According to a recent study by Career Builder, 35 percent of workers surveyed said they have felt bullied by their bosses at work, up from 27 percent the year before.  Sixteen percent of these workers said they have dealt with health related problems because of the bullying and 17 percent have quit their job to escape the situation.

The Healthy Workplace Bill would allow workers a legal method of dealing with abusive bosses.  It is currently in its third session before the Massachusetts legislature and has its roots in a 2003 public policy question from the Third District (Hampshire) which made the ballot on behalf of the efforts of a single bullied individual.  According to, “The question asked if legislation to address workplace bullying should be crafted. The affirmative responses won a majority (68%) of the vote.”  The bill in its current form has 37 co-sponsors.

Rep. Ellen Story penned an op-ed for the Melrose Free Press addressing the importance of this legislation:

This bill (HB 1766) does three things. First, it provides legal relief for employees who have been deliberately subjected to abusive work environments. Secondly, it incentivizes employers to prevent and respond to abusive mistreatment of employees by allowing employers to minimize liability. And finally, it includes provisions that discourage weak or frivolous claims.

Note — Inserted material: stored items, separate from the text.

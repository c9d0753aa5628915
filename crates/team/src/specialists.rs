//! Specialist profiles and routing.
//!
//! Each category maps to exactly one specialist profile: a fixed system
//! instruction plus a recommended generation-length ceiling. Routing builds
//! the prompt, invokes the generation capability, and interprets the
//! response — a clarification sentinel becomes `NeedsClarification`,
//! anything else `Completed`. One retry on transient provider failures is
//! the only retry point in the core.

use librarian_core::error::{ProviderError, SpecialistError};
use librarian_core::provider::{GenerationProvider, GenerationRequest};
use librarian_core::{SpecialistCategory, SpecialistResult, Task};
use tracing::{debug, warn};

/// A specialist's fixed configuration.
#[derive(Debug, Clone, Copy)]
pub struct SpecialistProfile {
    pub category: SpecialistCategory,
    pub name: &'static str,
    pub system_instruction: &'static str,
    /// Recommended generation-length ceiling, in tokens
    pub output_ceiling: u32,
}

const TEXT_ANALYSIS_PROFILE: SpecialistProfile = SpecialistProfile {
    category: SpecialistCategory::TextAnalysis,
    name: "text analysis specialist",
    system_instruction: "\
You are a text processing specialist in a document processing team. Your \
expertise: document summarization and condensing, text analysis and \
extraction, key points identification, narrative text processing. Process \
text efficiently and accurately, maintain original meaning when summarizing, \
and ask clarifying questions when requirements are ambiguous.",
    output_ceiling: 8000,
};

const TEXT_TRANSFORMATION_PROFILE: SpecialistProfile = SpecialistProfile {
    category: SpecialistCategory::TextTransformation,
    name: "text transformation specialist",
    system_instruction: "\
You are a text transformation specialist in a document processing team. Your \
expertise: text transformation and conversion, content formatting and \
styling, document restructuring, multiple format outputs. Handle text with \
precision, maintain document structure integrity, and ask clarifying \
questions when needed.",
    output_ceiling: 8000,
};

const TABLE_GENERATION_PROFILE: SpecialistProfile = SpecialistProfile {
    category: SpecialistCategory::TableGeneration,
    name: "table generation specialist",
    system_instruction: "\
You are a table generation specialist in a document processing team. Your \
expertise: creating tables in Markdown, HTML, and CSV, complex structures \
with merged cells, data extraction and tabulation. Use Markdown for simple \
tables and HTML for complex tables with merged cells, clearly label columns \
and rows, and ask for clarification on table structure when needed.",
    output_ceiling: 4000,
};

/// Fixed lookup table: category to profile. New categories are new enum
/// members plus a row here.
pub fn profile_for(category: SpecialistCategory) -> &'static SpecialistProfile {
    match category {
        SpecialistCategory::TextAnalysis => &TEXT_ANALYSIS_PROFILE,
        SpecialistCategory::TextTransformation => &TEXT_TRANSFORMATION_PROFILE,
        SpecialistCategory::TableGeneration => &TABLE_GENERATION_PROFILE,
    }
}

/// The largest output ceiling across all profiles. The budget tracker uses
/// this as its continuation threshold.
pub fn max_output_ceiling() -> u32 {
    [
        TEXT_ANALYSIS_PROFILE,
        TEXT_TRANSFORMATION_PROFILE,
        TABLE_GENERATION_PROFILE,
    ]
    .iter()
    .map(|p| p.output_ceiling)
    .max()
    .unwrap_or(0)
}

/// Sentinel phrases a specialist uses to ask for missing information.
const CLARIFICATION_SENTINELS: [&str; 5] = [
    "i need clarification:",
    "need clarification",
    "could you clarify",
    "unclear about",
    "could you specify",
];

/// Whether a response is a clarification request rather than output.
pub fn is_clarification(text: &str) -> bool {
    let lowered = text.to_lowercase();
    CLARIFICATION_SENTINELS.iter().any(|s| lowered.contains(s))
}

/// The result of one routed invocation, with its accounting data.
#[derive(Debug, Clone)]
pub struct RoutedInvocation {
    pub result: SpecialistResult,
    /// Prompt size in characters, for budget accounting
    pub prompt_chars: usize,
    /// Response size in characters, for budget accounting
    pub response_chars: usize,
}

/// Maps a task's category to its specialist and invokes it.
#[derive(Debug, Clone)]
pub struct SpecialistRouter {
    model: String,
    /// Configured cap applied on top of each profile's recommended ceiling
    max_output_tokens: u32,
}

impl SpecialistRouter {
    pub fn new(model: impl Into<String>, max_output_tokens: u32) -> Self {
        Self {
            model: model.into(),
            max_output_tokens,
        }
    }

    /// Route one task to its specialist.
    ///
    /// Retries once with unchanged parameters on `RateLimited` or
    /// `ServiceError`, then surfaces `SpecialistFailure` with the task index.
    /// `InvalidRequest` is not retried — resending the same request cannot
    /// succeed.
    pub async fn route(
        &self,
        provider: &dyn GenerationProvider,
        task: &Task,
        task_index: usize,
        content: &str,
        clarification: Option<&str>,
    ) -> Result<RoutedInvocation, SpecialistError> {
        let prompt = build_prompt(task, content, clarification);
        self.invoke(provider, task, task_index, prompt).await
    }

    /// Re-invoke the specialist that produced `prior_output` with a
    /// continuation instruction, to pick up where a truncated response
    /// stopped.
    pub async fn continue_output(
        &self,
        provider: &dyn GenerationProvider,
        task: &Task,
        task_index: usize,
        content: &str,
        prior_output: &str,
    ) -> Result<RoutedInvocation, SpecialistError> {
        let prompt = format!(
            "{}\n\nYour previous output was cut off. It ended with:\n...{}\n\n\
             Continue exactly where it stopped; do not repeat what was already produced.",
            build_prompt(task, content, None),
            tail_chars(prior_output, 500),
        );
        self.invoke(provider, task, task_index, prompt).await
    }

    async fn invoke(
        &self,
        provider: &dyn GenerationProvider,
        task: &Task,
        task_index: usize,
        prompt: String,
    ) -> Result<RoutedInvocation, SpecialistError> {
        let profile = profile_for(task.category);
        let ceiling = profile.output_ceiling.min(self.max_output_tokens);
        let request = GenerationRequest::new(&self.model, &prompt, profile.system_instruction, ceiling);

        debug!(specialist = profile.name, task_index, "Routing task to specialist");

        let response = match provider.generate(request.clone()).await {
            Ok(text) => text,
            Err(e @ (ProviderError::RateLimited { .. } | ProviderError::ServiceError(_))) => {
                warn!(specialist = profile.name, error = %e, "Generation failed, retrying once");
                provider
                    .generate(request)
                    .await
                    .map_err(|source| SpecialistError::Failed { task_index, source })?
            }
            Err(source) => return Err(SpecialistError::Failed { task_index, source }),
        };

        let result = if is_clarification(&response) {
            SpecialistResult::NeedsClarification { question: response.clone() }
        } else {
            SpecialistResult::Completed { text: response.clone() }
        };

        Ok(RoutedInvocation {
            result,
            prompt_chars: prompt.chars().count(),
            response_chars: response.chars().count(),
        })
    }
}

fn build_prompt(task: &Task, content: &str, clarification: Option<&str>) -> String {
    let mut prompt = format!(
        "Content to process:\n{content}\n\nTask: {}\n\n",
        task.description
    );
    if let Some(answer) = clarification {
        prompt.push_str(&format!("Clarification from the user: {answer}\n\n"));
    }
    prompt.push_str(
        "Provide the processed output directly. If you need clarification, \
         clearly state your question.",
    );
    prompt
}

/// The last `n` characters of a string.
fn tail_chars(text: &str, n: usize) -> &str {
    let count = text.chars().count();
    if count <= n {
        return text;
    }
    let skip = count - n;
    let byte_start = text
        .char_indices()
        .nth(skip)
        .map(|(i, _)| i)
        .unwrap_or(0);
    &text[byte_start..]
}
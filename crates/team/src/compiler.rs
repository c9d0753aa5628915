//! Result compilation.
//!
//! Concatenates specialist outputs into one final answer. A single
//! unanswered clarification blocks the whole session: the first one
//! encountered in task order is returned instead of partial text.
//! Headers are the chunk merger's responsibility, not the compiler's.

use librarian_core::SpecialistResult;

/// The outcome of compiling a session's results.
#[derive(Debug, Clone, PartialEq, Eq)]
pub enum CompileOutcome {
    /// All tasks completed; the joined output
    Final(String),

    /// A specialist is waiting on an answer; compilation is suspended
    ClarificationPending { task_index: usize, question: String },
}

/// Compile specialist results, keyed by task order.
pub fn compile(results: &[SpecialistResult]) -> CompileOutcome {
    for (task_index, result) in results.iter().enumerate() {
        if let SpecialistResult::NeedsClarification { question } = result {
            return CompileOutcome::ClarificationPending {
                task_index,
                question: question.clone(),
            };
        }
    }

    let text = results
        .iter()
        .filter_map(|r| match r {
            SpecialistResult::Completed { text } => Some(text.as_str()),
            SpecialistResult::NeedsClarification { .. } => None,
        })
        .collect::<Vec<_>>()
        .join("\n\n");

    CompileOutcome::Final(text)
}

/// Markers a generation service leaves when its own output ceiling cut the
/// text off mid-stream.
const TRUNCATION_SENTINELS: [&str; 2] = ["...continue", "reply 'continue'"];

/// Whether compiled output was truncated by the service's length ceiling.
///
/// Detection looks only at the trailing region of the text so a document
/// that merely discusses continuations is not misclassified.
pub fn output_truncated(text: &str) -> bool {
    let tail: String = text
        .trim_end()
        .chars()
        .rev()
        .take(120)
        .collect::<Vec<_>>()
        .into_iter()
        .rev()
        .collect();
    let tail = tail.to_lowercase();
    TRUNCATION_SENTINELS.iter().any(|s| tail.contains(s))
}

#[cfg(test)]
mod tests {
    use super::*;

    fn completed(text: &str) -> SpecialistResult {
        SpecialistResult::Completed { text: text.into() }
    }

    #[test]
    fn all_completed_joins_with_blank_line() {
        let results = vec![completed("first output"), completed("second output")];
        assert_eq!(
            compile(&results),
            CompileOutcome::Final("first output\n\nsecond output".into())
        );
    }

    #[test]
    fn no_headers_are_added() {
        let results = vec![completed("alpha"), completed("beta")];
        let CompileOutcome::Final(text) = compile(&results) else {
            panic!("expected final output");
        };
        assert!(!text.contains("Section"));
        assert!(!text.contains("==="));
    }

    #[test]
    fn first_clarification_blocks_compilation() {
        let results = vec![
            completed("task one done"),
            SpecialistResult::NeedsClarification { question: "What columns?".into() },
            completed("task three done"),
        ];
        assert_eq!(
            compile(&results),
            CompileOutcome::ClarificationPending {
                task_index: 1,
                question: "What columns?".into(),
            }
        );
    }

    #[test]
    fn earliest_of_several_clarifications_wins() {
        let results = vec![
            SpecialistResult::NeedsClarification { question: "first?".into() },
            SpecialistResult::NeedsClarification { question: "second?".into() },
        ];
        let CompileOutcome::ClarificationPending { task_index, question } = compile(&results)
        else {
            panic!("expected pending clarification");
        };
        assert_eq!(task_index, 0);
        assert_eq!(question, "first?");
    }

    #[test]
    fn empty_results_compile_to_empty_text() {
        assert_eq!(compile(&[]), CompileOutcome::Final(String::new()));
    }

    #[test]
    fn truncation_detected_at_tail_only() {
        assert!(output_truncated("Long output that stops here ...continue"));
        assert!(output_truncated(
            "Due to length constraints, please reply 'continue' to see the rest."
        ));
        assert!(!output_truncated(
            "...continue is mentioned early. But the text then goes on for a while \
             and ends normally with a complete conclusion paragraph that is long enough."
        ));
        assert!(!output_truncated("A complete answer."));
    }
}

It is important to understand that this bill is not about everyday disagreements in the office, or someone having a bad day, or a boss providing directives, oversight and feedback. Instead, it seeks to address a regular pattern of health-harming mistreatment at a work environment in the form of verbal abuse, offensive and threatening behavior, or malicious work interference.

Some types of workplace abuse — like sexual harassment — are already illegal with established legal recourse and remedies. But in other cases, employees who have been subjected to abusive treatment cannot establish that the behavior was motivated by race, color, sex, sexual orientation, national origin or age. As a result, they are unlikely to be protected by the law against such mistreatment.

Video uploaded to YouTube shows television coverage of the July 14, 2011 committee hearing.  It includes interviews with bullied teacher Deb Calidieri, Greg Sorozan the MA State Coordinator, and Rep. Coakley-Rivera.

Everyone deserves a workplace devoid of physical and psychological harm.  Bills like HB 1766 provide a pathway to retribution for those who suffer routine attacks.  With growing support, the legislation may come up for a floor vote in the Fall session.